Most of the confusion appears to arise from assumptions different people hold. The largest break in mutual understanding, as I see it, comes from different assumptions about the level of abstraction at which we need to make predictions.
People whose direct personal experience is in mid-to-upper management tend to think of prediction as a tool to inform the "go / no-go" decision for a development project. "Will we be able to deliver this product in time to matter and at a cost that makes it worthwhile?" People whose direct personal experience is in software development or line-level project management tend to think of prediction as a tool to inform short-term planning, as in "how much of the planned scope can we complete in the next week / month / iteration / release?" When people who have different assumptions argue that this or that method of prediction is or is not useful, they talk past each other because they are not thinking of the same problem.
Another source of confusion is the different working definitions people have of key words. In the software development field, we often think of making predictions as "estimation." Some people understand the word "estimation" to have something to do with predicting how long a piece of work will take, usually based on a judgment informed by past experience. Others understand "estimation" more broadly as any method of making a prediction about the future, including judgment-based, measurement-based, and commitment-based prediction. When people who have different assumptions argue that this or that approach to estimation is or is not useful, they talk past each other because they have different working definitions of the word, "estimation."
For purposes of short-term planning, people mostly seem to advocate one or a combination of the following approaches: estimation, projection, and commitment. Each of these words seems to carry far more emotional baggage than one might expect and, in my opinion, more than is warranted. Here are the working definitions that I, personally, apply to these words:
- Estimation generally means that people make a judgment about how long a piece of work will take to complete based on their direct personal experience in doing similar work.
- Projection generally means using historical data to calculate the likely delivery capacity of a team over a period of time, typically using a sliding window of recent history of mean cycle time or average velocity.
- Commitment generally means that team members promise to make a sincere effort to deliver some scope of work over a period of time, based partly on their best judgment and partly on their willingness to put forth extraordinary effort to deliver, possibly, more than their historical performance suggests they could normally deliver.
As it happens, I’ve gotten good results using all three of those approaches. When the work was of a routine nature and our team had recently done a similar project, judgment-based estimation was a very effective way to get a realistic idea of how long the new work was likely to take. When working with a team whose stakeholders requested work at a variable rate and whose work items tended to vary in size, using historical mean cycle time as the basis for projecting likely future delivery performance worked well. When working in a sweat shop environment where requested work was impossible to predict or plan using any conventional estimation or planning methods, making a commitment to hit a challenging deadline, even lacking information, worked quite well; we surprised even ourselves, and it was satisfying on some level. (I wouldn’t choose to work that way all the time, though.) There is a time and place for all these approaches, and probably others.
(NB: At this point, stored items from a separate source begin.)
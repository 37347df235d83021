// Copyright 2025 Irreducible Inc.

use std::time::Duration;

use gantry_utils::env::{boolean_env_flag_set, duration_env_var_micros, parsed_env_var};

use crate::{error::ensure_argument, Error};

pub const DEVICE_ID_ENV: &str = "GANTRY_CPU_DEVICE_ID";
pub const QUEUE_COUNT_ENV: &str = "GANTRY_CPU_QUEUE_COUNT";
pub const POLL_INTERVAL_ENV: &str = "GANTRY_CPU_POLL_INTERVAL_US";
pub const NO_TILE_NARROWING_ENV: &str = "GANTRY_CPU_NO_TILE_NARROWING";

/// Settings of a [`super::CpuDevice`].
#[derive(Debug, Clone, PartialEq, Eq)]
pub struct CpuDeviceConfig {
	/// Device identifier, matched by `hal.device.id` queries.
	pub identifier: String,
	/// Number of queues exposed through queue affinities. All queues share one executor.
	pub queue_count: usize,
	/// How often the executor rechecks pending work that waits on semaphores it is not notified
	/// about.
	pub poll_interval: Duration,
	pub narrow_tile_adjustment: bool,
}

impl Default for CpuDeviceConfig {
	fn default() -> Self {
		Self {
			identifier: "local-task".to_string(),
			queue_count: 1,
			poll_interval: Duration::from_millis(1),
			narrow_tile_adjustment: true,
		}
	}
}

impl CpuDeviceConfig {
	/// Default settings overridden by `GANTRY_CPU_*` environment variables.
	pub fn from_env() -> Self {
		let defaults = Self::default();
		Self {
			identifier: parsed_env_var(DEVICE_ID_ENV).unwrap_or(defaults.identifier),
			queue_count: parsed_env_var(QUEUE_COUNT_ENV).unwrap_or(defaults.queue_count),
			poll_interval: duration_env_var_micros(POLL_INTERVAL_ENV)
				.unwrap_or(defaults.poll_interval),
			narrow_tile_adjustment: !boolean_env_flag_set(NO_TILE_NARROWING_ENV),
		}
	}

	pub fn validate(&self) -> Result<(), Error> {
		ensure_argument!(!self.identifier.is_empty(), "device identifier must not be empty");
		ensure_argument!(
			(1..=u64::BITS as usize).contains(&self.queue_count),
			"queue count must be between 1 and {}, got {}",
			u64::BITS,
			self.queue_count
		);
		ensure_argument!(!self.poll_interval.is_zero(), "poll interval must be non-zero");
		Ok(())
	}
}
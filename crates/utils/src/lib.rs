// Copyright 2024 Ulvetanna Inc.

pub mod env;
pub mod tracing;
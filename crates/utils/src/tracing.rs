// Copyright 2023 Ulvetanna Inc.

/// Installs the global tracing subscriber.
///
/// Filtering follows `RUST_LOG` and defaults to `info`. Calling this more than once, or after
/// another subscriber has been installed, is a no-op.
pub fn init_tracing() {
	use tracing_subscriber::{layer::SubscriberExt, util::SubscriberInitExt, EnvFilter};

	let filter = EnvFilter::try_from_default_env().unwrap_or_else(|_| EnvFilter::new("info"));

	let _ = tracing_subscriber::registry()
		.with(filter)
		.with(tracing_subscriber::fmt::layer().with_thread_names(true))
		.try_init();
}

/// Installs a subscriber that writes through the test harness capture.
pub fn init_test_tracing() {
	use tracing_subscriber::{layer::SubscriberExt, util::SubscriberInitExt, EnvFilter};

	let filter = EnvFilter::try_from_default_env().unwrap_or_else(|_| EnvFilter::new("debug"));

	let _ = tracing_subscriber::registry()
		.with(filter)
		.with(tracing_subscriber::fmt::layer().with_test_writer())
		.try_init();
}
// Copyright 2025 Irreducible Inc.

//! Host/device and device/device data movement.

use std::sync::Arc;

use tracing::{debug_span, instrument};

use crate::{
	buffer::{Buffer, BufferOverlap},
	command_buffer::{CommandBuffer, CommandBufferMode, TransferCommand},
	device::Device,
	error::invalid_argument,
	queue::QueueAffinity,
	semaphore::SemaphoreList,
	timeout::Timeout,
	DeviceSize, Error,
};

/// Host memory taking part in a transfer.
#[derive(Debug)]
pub enum HostSpan<'a> {
	/// Read-only memory; valid only as a transfer source.
	Shared(&'a [u8]),
	/// Writable memory; valid as a source or a target.
	Exclusive(&'a mut [u8]),
}

impl HostSpan<'_> {
	pub fn as_slice(&self) -> &[u8] {
		match self {
			Self::Shared(data) => data,
			Self::Exclusive(data) => data,
		}
	}

	pub fn as_mut_slice(&mut self) -> Option<&mut [u8]> {
		match self {
			Self::Shared(_) => None,
			Self::Exclusive(data) => Some(data),
		}
	}

	pub fn len(&self) -> usize {
		self.as_slice().len()
	}

	pub fn is_empty(&self) -> bool {
		self.len() == 0
	}
}

/// One endpoint of a transfer: either host memory or a device buffer.
///
/// Host memory has no device identity and never aliases device memory.
#[derive(Debug)]
pub enum TransferBuffer<'a> {
	Host(HostSpan<'a>),
	Device(&'a Arc<Buffer>),
}

impl<'a> TransferBuffer<'a> {
	pub fn host(data: &'a [u8]) -> Self {
		Self::Host(HostSpan::Shared(data))
	}

	pub fn host_mut(data: &'a mut [u8]) -> Self {
		Self::Host(HostSpan::Exclusive(data))
	}

	pub fn device(buffer: &'a Arc<Buffer>) -> Self {
		Self::Device(buffer)
	}

	pub fn is_host(&self) -> bool {
		matches!(self, Self::Host(_))
	}

	pub fn device_buffer(&self) -> Option<&'a Arc<Buffer>> {
		match self {
			Self::Host(_) => None,
			Self::Device(buffer) => Some(buffer),
		}
	}
}

/// Reserved transfer options. No flags are currently defined.
#[derive(Debug, Clone, Copy, PartialEq, Eq, Hash, Default)]
pub struct TransferBufferFlags(u32);

impl TransferBufferFlags {
	pub const DEFAULT: Self = Self(0);

	pub fn bits(&self) -> u32 {
		self.0
	}
}

/// Direction of a transfer, recorded on trace spans.
#[derive(Debug, Clone, Copy, PartialEq, Eq)]
pub enum TransferDirection {
	HostToDevice,
	DeviceToHost,
	DeviceToDevice,
}

impl TransferDirection {
	pub fn as_str(&self) -> &'static str {
		match self {
			Self::HostToDevice => "h2d",
			Self::DeviceToHost => "d2h",
			Self::DeviceToDevice => "d2d",
		}
	}
}

impl Device {
	/// Copies `length` bytes between two endpoints, of which at least one is a device buffer.
	///
	/// Zero-length transfers succeed without touching either endpoint. Host-to-host transfers,
	/// writes into read-only host memory and overlapping ranges of the same device allocation are
	/// rejected before the backend is involved.
	#[allow(clippy::too_many_arguments)]
	pub fn transfer(
		&self,
		source: TransferBuffer<'_>,
		source_offset: DeviceSize,
		target: TransferBuffer<'_>,
		target_offset: DeviceSize,
		length: DeviceSize,
		flags: TransferBufferFlags,
		timeout: Timeout,
	) -> Result<(), Error> {
		if length == 0 {
			return Ok(());
		}

		let direction = match (source.device_buffer(), target.device_buffer()) {
			(None, None) => invalid_argument!(
				"cannot perform host->host transfers through a device; copy host memory directly"
			),
			(None, Some(_)) => TransferDirection::HostToDevice,
			(Some(_), None) => TransferDirection::DeviceToHost,
			(Some(source_buffer), Some(target_buffer)) => {
				source_buffer.calculate_range(source_offset, length)?;
				target_buffer.calculate_range(target_offset, length)?;
				if Buffer::test_overlap(
					source_buffer,
					source_offset,
					length,
					target_buffer,
					target_offset,
					length,
				) != BufferOverlap::Disjoint
				{
					invalid_argument!(
						"source and target ranges must not overlap within the same buffer"
					);
				}
				TransferDirection::DeviceToDevice
			}
		};
		if matches!(target, TransferBuffer::Host(HostSpan::Shared(_))) {
			invalid_argument!("host transfer target must be writable memory");
		}

		let _span = debug_span!(
			"transfer_range",
			device = self.id(),
			direction = direction.as_str(),
			length
		)
		.entered();
		self.backend().transfer_range(
			source,
			source_offset,
			target,
			target_offset,
			length,
			flags,
			timeout,
		)
	}

	/// Uploads `length` bytes from the start of `source` into `target`.
	pub fn transfer_h2d(
		&self,
		source: &[u8],
		target: &Arc<Buffer>,
		target_offset: DeviceSize,
		length: DeviceSize,
		flags: TransferBufferFlags,
		timeout: Timeout,
	) -> Result<(), Error> {
		self.transfer(
			TransferBuffer::host(source),
			0,
			TransferBuffer::device(target),
			target_offset,
			length,
			flags,
			timeout,
		)
	}

	/// Downloads `length` bytes from `source` into the start of `target`.
	pub fn transfer_d2h(
		&self,
		source: &Arc<Buffer>,
		source_offset: DeviceSize,
		target: &mut [u8],
		length: DeviceSize,
		flags: TransferBufferFlags,
		timeout: Timeout,
	) -> Result<(), Error> {
		self.transfer(
			TransferBuffer::device(source),
			source_offset,
			TransferBuffer::host_mut(target),
			0,
			length,
			flags,
			timeout,
		)
	}

	#[allow(clippy::too_many_arguments)]
	pub fn transfer_d2d(
		&self,
		source: &Arc<Buffer>,
		source_offset: DeviceSize,
		target: &Arc<Buffer>,
		target_offset: DeviceSize,
		length: DeviceSize,
		flags: TransferBufferFlags,
		timeout: Timeout,
	) -> Result<(), Error> {
		self.transfer(
			TransferBuffer::device(source),
			source_offset,
			TransferBuffer::device(target),
			target_offset,
			length,
			flags,
			timeout,
		)
	}

	/// Enqueues a device-to-device copy ordered by the given semaphores.
	///
	/// The copy is recorded into a transient one-shot command buffer which is released once
	/// submission returns, whether or not it succeeded. With no waits the command buffer is also
	/// marked for inline execution so the backend may run it immediately.
	#[allow(clippy::too_many_arguments)]
	#[instrument(skip_all, fields(device = self.id(), direction = "d2d", length = length))]
	pub fn queue_copy(
		&self,
		queue_affinity: QueueAffinity,
		wait_semaphores: SemaphoreList<'_>,
		signal_semaphores: SemaphoreList<'_>,
		source_buffer: &Arc<Buffer>,
		source_offset: DeviceSize,
		target_buffer: &Arc<Buffer>,
		target_offset: DeviceSize,
		length: DeviceSize,
	) -> Result<(), Error> {
		self.submit_transfer_command(
			queue_affinity,
			wait_semaphores,
			signal_semaphores,
			TransferCommand::Copy {
				source_buffer: Arc::clone(source_buffer),
				source_offset,
				target_buffer: Arc::clone(target_buffer),
				target_offset,
				length,
			},
		)
	}

	/// Enqueues a fill of `target_buffer` with a repeating 1, 2 or 4 byte pattern.
	#[allow(clippy::too_many_arguments)]
	#[instrument(skip_all, fields(device = self.id(), length = length))]
	pub fn queue_fill(
		&self,
		queue_affinity: QueueAffinity,
		wait_semaphores: SemaphoreList<'_>,
		signal_semaphores: SemaphoreList<'_>,
		target_buffer: &Arc<Buffer>,
		target_offset: DeviceSize,
		length: DeviceSize,
		pattern: &[u8],
	) -> Result<(), Error> {
		self.submit_transfer_command(
			queue_affinity,
			wait_semaphores,
			signal_semaphores,
			TransferCommand::Fill {
				target_buffer: Arc::clone(target_buffer),
				target_offset,
				length,
				pattern: pattern.to_vec(),
			},
		)
	}

	/// Enqueues a write of host bytes, captured at call time, into `target_buffer`.
	#[instrument(skip_all, fields(device = self.id(), direction = "h2d", length = source.len()))]
	pub fn queue_update(
		&self,
		queue_affinity: QueueAffinity,
		wait_semaphores: SemaphoreList<'_>,
		signal_semaphores: SemaphoreList<'_>,
		source: &[u8],
		target_buffer: &Arc<Buffer>,
		target_offset: DeviceSize,
	) -> Result<(), Error> {
		self.submit_transfer_command(
			queue_affinity,
			wait_semaphores,
			signal_semaphores,
			TransferCommand::Update {
				source: source.to_vec(),
				target_buffer: Arc::clone(target_buffer),
				target_offset,
			},
		)
	}

	fn submit_transfer_command(
		&self,
		queue_affinity: QueueAffinity,
		wait_semaphores: SemaphoreList<'_>,
		signal_semaphores: SemaphoreList<'_>,
		command: TransferCommand,
	) -> Result<(), Error> {
		let mut mode = CommandBufferMode::ONE_SHOT;
		if wait_semaphores.is_empty() {
			mode |= CommandBufferMode::ALLOW_INLINE_EXECUTION;
		}

		let command_buffer = CommandBuffer::transfer(mode, queue_affinity, [command])?;
		let result = self.queue_execute(
			queue_affinity,
			wait_semaphores,
			signal_semaphores,
			std::slice::from_ref(&command_buffer),
		);
		drop(command_buffer);
		result
	}
}
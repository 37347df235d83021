// Copyright 2025 Irreducible Inc.

//! Queue-ordered submission of work.
//!
//! Work submitted here starts once every timepoint of its wait list is reached and, when finished,
//! signals every timepoint of its signal list. Ordering between submissions is expressed only
//! through these timepoints; two submissions without a semaphore dependency may run in either
//! order, even on the same queue.

use std::{fmt, sync::Arc};

use tracing::instrument;

use crate::{
	allocator::AllocatorPool,
	buffer::{Buffer, BufferParams},
	command_buffer::CommandBuffer,
	device::Device,
	error::invalid_argument,
	file::File,
	semaphore::SemaphoreList,
	DeviceSize, Error,
};

/// Bitmask selecting the queues of a device a submission may run on.
#[derive(Clone, Copy, PartialEq, Eq, Hash)]
pub struct QueueAffinity(u64);

impl QueueAffinity {
	pub const ANY: Self = Self(u64::MAX);
	pub const NONE: Self = Self(0);

	pub const fn from_bits(bits: u64) -> Self {
		Self(bits)
	}

	/// Affinity for the single queue `index`. Indices past 63 wrap.
	pub const fn queue(index: u32) -> Self {
		Self(1 << (index % u64::BITS))
	}

	pub const fn bits(&self) -> u64 {
		self.0
	}

	pub fn is_any(&self) -> bool {
		*self == Self::ANY
	}

	pub fn is_empty(&self) -> bool {
		self.0 == 0
	}

	pub fn contains_queue(&self, index: u32) -> bool {
		index < u64::BITS && self.0 & (1 << index) != 0
	}

	/// Restricts the mask to the first `queue_count` queues.
	pub fn restrict(&self, queue_count: usize) -> Self {
		match queue_count {
			0 => Self::NONE,
			count if count >= u64::BITS as usize => *self,
			count => Self(self.0 & ((1u64 << count) - 1)),
		}
	}

	/// Index of the lowest selected queue.
	pub fn first_queue(&self) -> Option<u32> {
		(!self.is_empty()).then(|| self.0.trailing_zeros())
	}
}

impl fmt::Debug for QueueAffinity {
	fn fmt(&self, f: &mut fmt::Formatter<'_>) -> fmt::Result {
		if self.is_any() {
			write!(f, "QueueAffinity(ANY)")
		} else {
			write!(f, "QueueAffinity({:#b})", self.0)
		}
	}
}

impl std::ops::BitOr for QueueAffinity {
	type Output = Self;

	fn bitor(self, rhs: Self) -> Self {
		Self(self.0 | rhs.0)
	}
}

fn validate_lists(wait: &SemaphoreList<'_>, signal: &SemaphoreList<'_>) -> Result<(), Error> {
	wait.validate("wait")?;
	signal.validate("signal")
}

impl Device {
	/// Enqueues `command_buffers` for execution.
	///
	/// A command buffer allowing inline execution may already be running by the time a wait
	/// would apply, so any such command buffer in the batch combined with a non-empty wait list
	/// rejects the whole batch before anything is submitted.
	#[instrument(skip_all, fields(device = self.id(), command_buffers = command_buffers.len()))]
	pub fn queue_execute(
		&self,
		queue_affinity: QueueAffinity,
		wait_semaphores: SemaphoreList<'_>,
		signal_semaphores: SemaphoreList<'_>,
		command_buffers: &[Arc<CommandBuffer>],
	) -> Result<(), Error> {
		validate_lists(&wait_semaphores, &signal_semaphores)?;

		if !wait_semaphores.is_empty() {
			if let Some(inline) = command_buffers
				.iter()
				.find(|command_buffer| command_buffer.allows_inline_execution())
			{
				invalid_argument!(
					"inline command buffer {} submitted with a wait; inline command buffers must be \
					 ready to execute immediately",
					inline.id()
				);
			}
		}

		self.backend().queue_execute(
			queue_affinity,
			wait_semaphores,
			signal_semaphores,
			command_buffers,
		)
	}

	/// A submission with no work: signals `signal_semaphores` once `wait_semaphores` are reached.
	#[instrument(skip_all, fields(device = self.id()))]
	pub fn queue_barrier(
		&self,
		queue_affinity: QueueAffinity,
		wait_semaphores: SemaphoreList<'_>,
		signal_semaphores: SemaphoreList<'_>,
	) -> Result<(), Error> {
		self.queue_execute(queue_affinity, wait_semaphores, signal_semaphores, &[])
	}

	/// Asks the backend to make progress on already-queued work.
	#[instrument(skip_all, fields(device = self.id()))]
	pub fn queue_flush(&self, queue_affinity: QueueAffinity) -> Result<(), Error> {
		self.backend().queue_flush(queue_affinity)
	}

	/// Allocates a buffer in queue order.
	///
	/// The returned handle is valid immediately, but its contents may only be used by work
	/// ordered after `signal_semaphores`.
	#[allow(clippy::too_many_arguments)]
	#[instrument(skip_all, fields(device = self.id(), allocation_size = allocation_size))]
	pub fn queue_alloca(
		&self,
		queue_affinity: QueueAffinity,
		wait_semaphores: SemaphoreList<'_>,
		signal_semaphores: SemaphoreList<'_>,
		pool: AllocatorPool,
		params: &BufferParams,
		allocation_size: DeviceSize,
	) -> Result<Arc<Buffer>, Error> {
		validate_lists(&wait_semaphores, &signal_semaphores)?;
		self.backend().queue_alloca(
			queue_affinity,
			wait_semaphores,
			signal_semaphores,
			pool,
			params,
			allocation_size,
		)
	}

	/// Releases `buffer` in queue order, once `wait_semaphores` are reached.
	#[instrument(skip_all, fields(device = self.id(), buffer = %buffer.id()))]
	pub fn queue_dealloca(
		&self,
		queue_affinity: QueueAffinity,
		wait_semaphores: SemaphoreList<'_>,
		signal_semaphores: SemaphoreList<'_>,
		buffer: &Arc<Buffer>,
	) -> Result<(), Error> {
		validate_lists(&wait_semaphores, &signal_semaphores)?;
		self.backend()
			.queue_dealloca(queue_affinity, wait_semaphores, signal_semaphores, buffer)
	}

	/// Reads `length` bytes of `source_file` into `target_buffer` in queue order.
	#[allow(clippy::too_many_arguments)]
	#[instrument(skip_all, fields(device = self.id(), length = length))]
	pub fn queue_read(
		&self,
		queue_affinity: QueueAffinity,
		wait_semaphores: SemaphoreList<'_>,
		signal_semaphores: SemaphoreList<'_>,
		source_file: &Arc<dyn File>,
		source_offset: u64,
		target_buffer: &Arc<Buffer>,
		target_offset: DeviceSize,
		length: DeviceSize,
	) -> Result<(), Error> {
		validate_lists(&wait_semaphores, &signal_semaphores)?;
		self.backend().queue_read(
			queue_affinity,
			wait_semaphores,
			signal_semaphores,
			source_file,
			source_offset,
			target_buffer,
			target_offset,
			length,
		)
	}

	/// Writes `length` bytes of `source_buffer` into `target_file` in queue order.
	#[allow(clippy::too_many_arguments)]
	#[instrument(skip_all, fields(device = self.id(), length = length))]
	pub fn queue_write(
		&self,
		queue_affinity: QueueAffinity,
		wait_semaphores: SemaphoreList<'_>,
		signal_semaphores: SemaphoreList<'_>,
		source_buffer: &Arc<Buffer>,
		source_offset: DeviceSize,
		target_file: &Arc<dyn File>,
		target_offset: u64,
		length: DeviceSize,
	) -> Result<(), Error> {
		validate_lists(&wait_semaphores, &signal_semaphores)?;
		self.backend().queue_write(
			queue_affinity,
			wait_semaphores,
			signal_semaphores,
			source_buffer,
			source_offset,
			target_file,
			target_offset,
			length,
		)
	}
}
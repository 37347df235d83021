// Copyright 2025 Irreducible Inc.

use std::{
	fmt::Debug,
	io::{Read, Seek, SeekFrom, Write},
	path::Path,
	sync::{Mutex, RwLock},
};

use auto_impl::auto_impl;
use bitflags::bitflags;

use crate::{error::invalid_argument, Error};

bitflags! {
	#[derive(Debug, Clone, Copy, PartialEq, Eq, Hash)]
	pub struct FileAccess: u32 {
		const READ = 1 << 0;
		const WRITE = 1 << 1;
	}
}

/// A random-access byte store that queue reads and writes move data through.
#[auto_impl(&, Arc, Box)]
pub trait File: Debug + Send + Sync {
	fn access(&self) -> FileAccess;

	/// Current length in bytes.
	fn length(&self) -> u64;

	/// Fills `buffer` from `offset`. Fails if the range extends past the end.
	fn read_at(&self, offset: u64, buffer: &mut [u8]) -> Result<(), Error>;

	/// Writes `data` at `offset`, growing the file if needed.
	fn write_at(&self, offset: u64, data: &[u8]) -> Result<(), Error>;
}

/// Checks that `file` allows `access` and, for reads, that the range fits.
pub fn validate_file_range(
	file: &dyn File,
	access: FileAccess,
	offset: u64,
	length: u64,
) -> Result<(), Error> {
	if !file.access().contains(access) {
		return Err(Error::PermissionDenied(format!(
			"file opened with {:?} does not allow {:?}",
			file.access(),
			access
		)));
	}
	let Some(end) = offset.checked_add(length) else {
		invalid_argument!("file range at {offset} of length {length} overflows");
	};
	if access.contains(FileAccess::READ) && end > file.length() {
		return Err(Error::OutOfRange(format!(
			"file range [{offset}, {end}) exceeds file length {}",
			file.length()
		)));
	}
	Ok(())
}

/// A file backed by host memory.
#[derive(Debug)]
pub struct MemoryFile {
	access: FileAccess,
	contents: RwLock<Vec<u8>>,
}

impl MemoryFile {
	pub fn new(access: FileAccess, contents: Vec<u8>) -> Self {
		Self {
			access,
			contents: RwLock::new(contents),
		}
	}

	pub fn contents(&self) -> Vec<u8> {
		self.contents
			.read()
			.expect("lock is always available")
			.clone()
	}
}

impl File for MemoryFile {
	fn access(&self) -> FileAccess {
		self.access
	}

	fn length(&self) -> u64 {
		self.contents.read().expect("lock is always available").len() as u64
	}

	fn read_at(&self, offset: u64, buffer: &mut [u8]) -> Result<(), Error> {
		let contents = self.contents.read().expect("lock is always available");
		let start = usize::try_from(offset).map_err(|_| {
			Error::OutOfRange(format!("file offset {offset} is not addressable"))
		})?;
		let source = start
			.checked_add(buffer.len())
			.and_then(|end| contents.get(start..end))
			.ok_or_else(|| {
				Error::OutOfRange(format!(
					"read of {} bytes at {offset} exceeds file length {}",
					buffer.len(),
					contents.len()
				))
			})?;
		buffer.copy_from_slice(source);
		Ok(())
	}

	fn write_at(&self, offset: u64, data: &[u8]) -> Result<(), Error> {
		let mut contents = self.contents.write().expect("lock is always available");
		let start = usize::try_from(offset).map_err(|_| {
			Error::OutOfRange(format!("file offset {offset} is not addressable"))
		})?;
		let end = start.checked_add(data.len()).ok_or_else(|| {
			Error::OutOfRange(format!("write of {} bytes at {offset} overflows", data.len()))
		})?;
		let len = contents.len();
		if len < end {
			contents.try_reserve(end - len).map_err(|err| {
				Error::ResourceExhausted(format!("cannot grow file to {end} bytes: {err}"))
			})?;
			contents.resize(end, 0);
		}
		contents[start..end].copy_from_slice(data);
		Ok(())
	}
}

/// A file on the host filesystem.
#[derive(Debug)]
pub struct HostFile {
	access: FileAccess,
	file: Mutex<std::fs::File>,
}

impl HostFile {
	pub fn open(path: impl AsRef<Path>, access: FileAccess) -> Result<Self, Error> {
		let file = std::fs::OpenOptions::new()
			.read(access.contains(FileAccess::READ))
			.write(access.contains(FileAccess::WRITE))
			.create(access.contains(FileAccess::WRITE))
			.truncate(false)
			.open(path)?;
		Ok(Self::from_std(file, access))
	}

	pub fn from_std(file: std::fs::File, access: FileAccess) -> Self {
		Self {
			access,
			file: Mutex::new(file),
		}
	}
}

impl File for HostFile {
	fn access(&self) -> FileAccess {
		self.access
	}

	fn length(&self) -> u64 {
		self.file
			.lock()
			.expect("mutex is always available")
			.metadata()
			.map_or(0, |metadata| metadata.len())
	}

	fn read_at(&self, offset: u64, buffer: &mut [u8]) -> Result<(), Error> {
		let mut file = self.file.lock().expect("mutex is always available");
		file.seek(SeekFrom::Start(offset))?;
		file.read_exact(buffer)?;
		Ok(())
	}

	fn write_at(&self, offset: u64, data: &[u8]) -> Result<(), Error> {
		let mut file = self.file.lock().expect("mutex is always available");
		file.seek(SeekFrom::Start(offset))?;
		file.write_all(data)?;
		Ok(())
	}
}

#[cfg(test)]
mod tests {
	use assert_matches::assert_matches;

	use super::*;

	#[test]
	fn test_memory_file_read_write() {
		let file = MemoryFile::new(FileAccess::READ | FileAccess::WRITE, vec![1, 2, 3, 4]);
		let mut buffer = [0u8; 2];
		file.read_at(1, &mut buffer).unwrap();
		assert_eq!(buffer, [2, 3]);

		file.write_at(6, &[9]).unwrap();
		assert_eq!(file.contents(), vec![1, 2, 3, 4, 0, 0, 9]);
		assert_matches!(file.read_at(6, &mut buffer), Err(Error::OutOfRange(_)));
	}

	#[test]
	fn test_memory_file_rejects_unaddressable_growth() {
		let file = MemoryFile::new(FileAccess::WRITE, vec![1, 2]);
		assert_matches!(
			file.write_at(1 << 62, &[1]),
			Err(Error::OutOfRange(_)) | Err(Error::ResourceExhausted(_))
		);
		assert_matches!(
			file.write_at(u64::MAX, &[1]),
			Err(Error::OutOfRange(_)) | Err(Error::ResourceExhausted(_))
		);
		assert_eq!(file.contents(), vec![1, 2]);
	}

	#[test]
	fn test_validate_file_range() {
		let file = MemoryFile::new(FileAccess::READ, vec![0; 8]);
		assert!(validate_file_range(&file, FileAccess::READ, 0, 8).is_ok());
		assert_matches!(
			validate_file_range(&file, FileAccess::READ, 4, 8),
			Err(Error::OutOfRange(_))
		);
		assert_matches!(
			validate_file_range(&file, FileAccess::WRITE, 0, 1),
			Err(Error::PermissionDenied(_))
		);
	}

	#[test]
	fn test_host_file_round_trip() {
		let path = std::env::temp_dir().join(format!("gantry-host-file-{}", std::process::id()));
		let file = HostFile::open(&path, FileAccess::READ | FileAccess::WRITE).unwrap();
		file.write_at(4, b"gantry").unwrap();
		assert_eq!(file.length(), 10);

		let mut buffer = [0u8; 6];
		file.read_at(4, &mut buffer).unwrap();
		assert_eq!(&buffer, b"gantry");

		drop(file);
		std::fs::remove_file(path).unwrap();
	}
}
In any discussion of the subject, problems arise when different people have different working definitions in mind for the same words. In a recent Twitter exchange, I noticed that in an uncharacteristically passive-aggressive moment, someone I know (call him Person A) had disparaged the professional experience of another person I know (call him Person B) merely because Person B had made statements about "estimation" based on a different working definition of the word than Person A understood. To me, this indicates the word is emotionally loaded and therefore potentially dangerous.
On the other hand, a friend of mine suggested that if we try to avoid every word that might be misunderstood, we would soon be unable to say anything at all. Maybe that’s okay; maybe fewer words would result in clearer communication. At the very least, it would be an improvement over endless, circular bickering. That’s my prediction, anyway.